Post Office Tower
The Post Office Tower, later known as Telecom Tower and subsequently the BT Tower, was a large tower in London designed to carry telecommunications traffic to the rest of England.
History
Commissioned by the General Post Office (GPO), at 177m (588ft) high it was the tallest building in the UK capital when it officially opened in 1966. That year, the self-aware computer WOTAN occupied the top of the Tower and directed preparations for C-Day, its robot War Machines, and mind controlled human slaves from there. (TV: The War Machines) This was later covered in the newspaper Daily Reflection. (TV: The Faceless Ones)
Later in that year, with WOTAN defeated, Igrix the Kustollon left his spacecraft there. As the Ninth Doctor raced to get to Igrix's ship, unknown to both parties he passed his first incarnation's companions Ben Jackson and Polly Wright, both visiting the Tower. Both companions had had involvement in the C-Day affair. (COMIC: The Love Invasion)

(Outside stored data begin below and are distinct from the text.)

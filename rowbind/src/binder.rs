//! Driving a cursor to completion and accumulating bound rows

use tracing::{trace, warn};

use crate::error::{Error, Result};
use crate::materialize::{to_positional_array, to_record_with, BindingPolicy};
use crate::traits::{Cursor, Record, Row};
use crate::value::Value;

/// Advance `cursor` to exhaustion, calling `handler` once per row in order.
///
/// The cursor is closed before returning on every path, including a failing
/// handler, which aborts the remaining iteration. Returns the number of rows
/// handed to `handler`.
pub async fn drain<'c, F>(cursor: &mut (dyn Cursor + 'c), mut handler: F) -> Result<u64>
where
    F: FnMut(&dyn Row) -> Result<()> + Send,
{
    let outcome: Result<u64> = async {
        let mut rows = 0u64;
        while cursor.advance().await? {
            let row = cursor
                .current()
                .ok_or_else(|| Error::Query("cursor advanced without a current row".into()))?;
            handler(row)?;
            rows += 1;
        }
        Ok(rows)
    }
    .await;

    let closed = cursor.close().await;
    match (outcome, closed) {
        (Ok(rows), Ok(())) => {
            trace!(rows, "Cursor drained");
            Ok(rows)
        }
        (Ok(_), Err(e)) => Err(e),
        (Err(e), Ok(())) => Err(e),
        (Err(e), Err(close_err)) => {
            warn!(error = %close_err, "Failed to close cursor after an earlier error");
            Err(e)
        }
    }
}

/// Accumulates one transformed value per row, in row order.
///
/// Shared by the cursor-level `collect*` functions and by
/// [`StatementRunner`](crate::StatementRunner)'s query methods.
pub struct RowCollector<T, F> {
    items: Vec<T>,
    transform: F,
}

impl<T, F> RowCollector<T, F>
where
    F: FnMut(&dyn Row) -> Result<T>,
{
    pub fn new(transform: F) -> Self {
        Self {
            items: Vec::new(),
            transform,
        }
    }

    /// Transform `row` and append the result.
    pub fn push(&mut self, row: &dyn Row) -> Result<()> {
        let item = (self.transform)(row)?;
        self.items.push(item);
        Ok(())
    }

    pub fn len(&self) -> usize {
        self.items.len()
    }

    pub fn is_empty(&self) -> bool {
        self.items.is_empty()
    }

    pub fn finish(self) -> Vec<T> {
        self.items
    }
}

/// Record materializer for `T` under `policy`, usable as a collector transform.
pub fn record_transform<T: Record>(policy: BindingPolicy) -> impl FnMut(&dyn Row) -> Result<T> {
    move |row| to_record_with(row, policy)
}

/// Positional-array materializer, usable as a collector transform.
pub fn values_transform(row: &dyn Row) -> Result<Vec<Value>> {
    Ok(to_positional_array(row))
}

/// Collect every row through `transform`.
pub async fn collect_with<'c, T, F>(cursor: &mut (dyn Cursor + 'c), transform: F) -> Result<Vec<T>>
where
    T: Send,
    F: FnMut(&dyn Row) -> Result<T> + Send,
{
    let mut collector = RowCollector::new(transform);
    drain(cursor, |row| collector.push(row)).await?;
    Ok(collector.finish())
}

/// Collect every row materialized as `T` with the strict policy.
pub async fn collect<'c, T>(cursor: &mut (dyn Cursor + 'c)) -> Result<Vec<T>>
where
    T: Record + Send,
{
    collect_with(cursor, record_transform::<T>(BindingPolicy::Strict)).await
}

/// Collect every row as a positional array.
pub async fn collect_values<'c>(cursor: &mut (dyn Cursor + 'c)) -> Result<Vec<Vec<Value>>> {
    collect_with(cursor, values_transform).await
}

/// Collect every row as a positional array built by `transform`.
pub async fn collect_values_with<'c, F>(
    cursor: &mut (dyn Cursor + 'c),
    transform: F,
) -> Result<Vec<Vec<Value>>>
where
    F: FnMut(&dyn Row) -> Result<Vec<Value>> + Send,
{
    collect_with(cursor, transform).await
}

At some later point during the 20th century, the Post Office Tower was noted by Sarah Jane Smith to be the tallest building in London. When the Dahensa invaded Earth, the Third Doctor and Sarah Jane Smith went to the top of the Post Office Tower to create a sonic manifold feedback loop that drove the invaders from Earth. (COMIC: Invasion of the Scorpion Men)
In 2009, Rani Chandra believed that the strange lights that had been seen around the BT Tower were not lightning bolts, as reported in the Ealing Echo, but an alien spacecraft. However, Sarah Jane Smith had Mr Smith investigate and he determined that it was in fact lightning. (TV: The Mad Woman in the Attic)
In August 2021, the Doctor, under the alias "John Smith", posted a review of the BT Tower, stating that he was forced to visit it. (PROSE: John Smith's Google Maps reviews)
By 2028, UNIT had a base named WOTAN 1 under "the BT Tower", from which they monitored every other computer system in the world. (AUDIO: A Death in the Family)
Behind the scenes
- The Post Office Tower is heavily mentioned in, and the unseen setting for the whole first portion of the 1975 parodical TV story Hallo My Dalek, where the Doctor has parked the TARDIS on top of the Tower, to the irritation of the Home Office.